Saved entries:

-=-=-

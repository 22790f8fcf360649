//! Runs one parsed command against the use cases and renders the result

use anyhow::{Context, Result};
use poker_application::{
    CatalogUseCase, ConsensusUseCase, EstimationStore, RoundQueryUseCase, StoryLocks,
    SubmitVoteInput, SubmitVoteUseCase, TaskReportUseCase, VoteAuditLog,
};
use poker_domain::{EstimateUnit, Iteration, OutputFormat, StoryId};
use poker_infrastructure::InMemoryEstimationStore;
use poker_presentation::{
    Command, ConsensusCommand, ConsoleFormatter, StoryCommand, TaskCommand, TeamCommand,
    UserCommand,
};
use serde::Serialize;
use std::collections::BTreeMap;
use std::sync::Arc;

/// Everything a command needs, wired once in `main`
pub struct App {
    pub store: Arc<InMemoryEstimationStore>,
    pub locks: Arc<StoryLocks>,
    pub audit: Arc<dyn VoteAuditLog>,
    pub deck_unit: EstimateUnit,
    pub format: OutputFormat,
}

impl App {
    fn catalog(&self) -> CatalogUseCase<InMemoryEstimationStore> {
        CatalogUseCase::new(Arc::clone(&self.store)).with_deck_unit(self.deck_unit)
    }

    fn queries(&self) -> RoundQueryUseCase<InMemoryEstimationStore> {
        RoundQueryUseCase::new(Arc::clone(&self.store))
    }

    fn consensus(&self) -> ConsensusUseCase<InMemoryEstimationStore> {
        ConsensusUseCase::new(Arc::clone(&self.store)).with_audit(Arc::clone(&self.audit))
    }

    fn reports(&self) -> TaskReportUseCase<InMemoryEstimationStore> {
        TaskReportUseCase::new(Arc::clone(&self.store))
    }

    fn render<T: Serialize + ?Sized>(&self, value: &T, text: impl FnOnce(&T) -> String) -> String {
        match self.format {
            OutputFormat::Json => format!("{}\n", ConsoleFormatter::format_json(value)),
            OutputFormat::Text => text(value),
        }
    }

    fn done(&self, message: String, value: serde_json::Value) -> String {
        self.render(&value, |_| ConsoleFormatter::format_done(&message))
    }

    /// Execute `command` and return what should be printed
    pub async fn run(&self, command: &Command) -> Result<String> {
        match command {
            Command::Task(cmd) => self.task(cmd).await,
            Command::Story(cmd) => self.story(cmd).await,
            Command::User(cmd) => self.user(cmd).await,
            Command::Team(cmd) => {
                let team = match cmd {
                    TeamCommand::Add { task, user } => self.catalog().add_member(*task, *user).await?,
                    TeamCommand::Remove { task, user } => {
                        self.catalog().remove_member(*task, *user).await?
                    }
                };
                Ok(self.render(&team, |t| ConsoleFormatter::format_users(t)))
            }
            Command::Vote(args) => {
                let receipt = SubmitVoteUseCase::new(Arc::clone(&self.store))
                    .with_locks(Arc::clone(&self.locks))
                    .with_audit(Arc::clone(&self.audit))
                    .execute(SubmitVoteInput::new(args.story, args.user, args.estimate))
                    .await?;
                Ok(self.render(&receipt, ConsoleFormatter::format_receipt))
            }
            Command::Status { story, user } => {
                let view = self.queries().round_status(*story, *user).await?;
                Ok(self.render(&view, ConsoleFormatter::format_status))
            }
            Command::History { story } => {
                let history = self.queries().history(*story).await?;
                Ok(self.render(&history, ConsoleFormatter::format_history))
            }
            Command::Roster { task } => {
                let roster = self.reports().roster(*task).await?;
                Ok(self.render(&roster, ConsoleFormatter::format_roster))
            }
            Command::Summary { task } => {
                let summary = self.reports().summary(*task).await?;
                Ok(self.render(&summary, ConsoleFormatter::format_summary))
            }
            Command::Consensus(cmd) => self.consensus_command(cmd).await,
            Command::Seed => {
                let report = self.catalog().seed_demo().await?;
                Ok(self.render(&report, ConsoleFormatter::format_seed))
            }
            // Handled in main before the store is opened
            Command::ShowConfig => Ok(String::new()),
        }
    }

    async fn task(&self, cmd: &TaskCommand) -> Result<String> {
        let catalog = self.catalog();
        match cmd {
            TaskCommand::Create { name, description } => {
                let task = catalog.create_task(name, description).await?;
                Ok(self.render(&task, ConsoleFormatter::format_task))
            }
            TaskCommand::List => {
                let tasks = catalog.list_tasks().await?;
                Ok(self.render(&tasks, |t| ConsoleFormatter::format_tasks(t)))
            }
            TaskCommand::Show { task } => {
                let overview = catalog.task_overview(*task).await?;
                Ok(self.render(&overview, ConsoleFormatter::format_overview))
            }
            TaskCommand::Publish { task } => {
                let task = catalog.publish(*task).await?;
                Ok(self.render(&task, ConsoleFormatter::format_task))
            }
            TaskCommand::Unpublish { task } => {
                let task = catalog.unpublish(*task).await?;
                Ok(self.render(&task, ConsoleFormatter::format_task))
            }
            TaskCommand::Delete { task } => {
                catalog.delete_task(*task).await?;
                Ok(self.done(
                    format!("task {} deleted", task),
                    serde_json::json!({ "deleted": { "task": task } }),
                ))
            }
            TaskCommand::Rescale { task, unit, values } => {
                let values: BTreeMap<_, _> = values.iter().cloned().collect();
                let deck = catalog.rescale_deck(*task, unit, &values).await?;
                Ok(self.render(&deck, |d| ConsoleFormatter::format_deck(d)))
            }
        }
    }

    async fn story(&self, cmd: &StoryCommand) -> Result<String> {
        let catalog = self.catalog();
        match cmd {
            StoryCommand::Add {
                task,
                name,
                description,
            } => {
                let story = catalog.add_story(*task, name, description).await?;
                Ok(self.render(&story, |s| {
                    ConsoleFormatter::format_stories(std::slice::from_ref(s))
                }))
            }
            StoryCommand::List { task } => {
                let stories = catalog.list_stories(*task).await?;
                Ok(self.render(&stories, |s| ConsoleFormatter::format_stories(s)))
            }
            StoryCommand::Delete { story } => {
                catalog.delete_story(*story).await?;
                Ok(self.done(
                    format!("story {} deleted", story),
                    serde_json::json!({ "deleted": { "story": story } }),
                ))
            }
        }
    }

    async fn user(&self, cmd: &UserCommand) -> Result<String> {
        let catalog = self.catalog();
        let users = match cmd {
            UserCommand::Create { name } => vec![catalog.create_user(name).await?],
            UserCommand::List => catalog.list_users().await?,
            UserCommand::Rename { user, name } => vec![catalog.rename_user(*user, name).await?],
            UserCommand::Delete { user } => {
                catalog.delete_user(*user).await?;
                return Ok(self.done(
                    format!("user {} deleted", user),
                    serde_json::json!({ "deleted": { "user": user } }),
                ));
            }
        };
        Ok(self.render(&users, |u| ConsoleFormatter::format_users(u)))
    }

    async fn consensus_command(&self, cmd: &ConsensusCommand) -> Result<String> {
        let consensus = self.consensus();
        let story = match cmd {
            ConsensusCommand::Show { story, iteration } => {
                return self.consensus_breakdown(*story, *iteration).await;
            }
            ConsensusCommand::Set { story, estimate } => {
                consensus.set_consensus(*story, *estimate).await?
            }
            ConsensusCommand::Clear { story } => consensus.clear_consensus(*story).await?,
        };

        let value = consensus.consensus_value(story.id).await?;
        let output = serde_json::json!({ "story": story, "consensus": value });
        Ok(self.render(&output, |_| ConsoleFormatter::format_consensus(&story, &value)))
    }

    /// Cards of one round next to the current consensus. Without an explicit
    /// round this is the round that completed last.
    async fn consensus_breakdown(&self, story: StoryId, iteration: Option<u32>) -> Result<String> {
        let story = self
            .store
            .story(story)
            .await?
            .with_context(|| format!("Story {} not found", story))?;
        let iteration = iteration
            .map(Iteration::new)
            .unwrap_or_else(|| story.iteration.previous());

        let consensus = self.consensus();
        let cards = consensus.breakdown(story.id, iteration).await?;
        let value = consensus.consensus_value(story.id).await?;
        let team = self.store.team_members(story.task_id).await?;

        let output = serde_json::json!({
            "story": story,
            "iteration": iteration,
            "consensus": value,
            "cards": cards,
        });
        Ok(self.render(&output, |_| {
            let mut text = ConsoleFormatter::format_consensus(&story, &value);
            text.push_str(&ConsoleFormatter::format_breakdown(iteration, &cards, &team));
            text
        }))
    }
}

-=-=-

EXERCISE PROMPT: Check each line of the data above for the string "return", and copy the ones that have it.

ANSWER BELOW:
    /// Execute `command` and return what should be printed
                return Ok(self.done(
                return self.consensus_breakdown(*story, *iteration).await;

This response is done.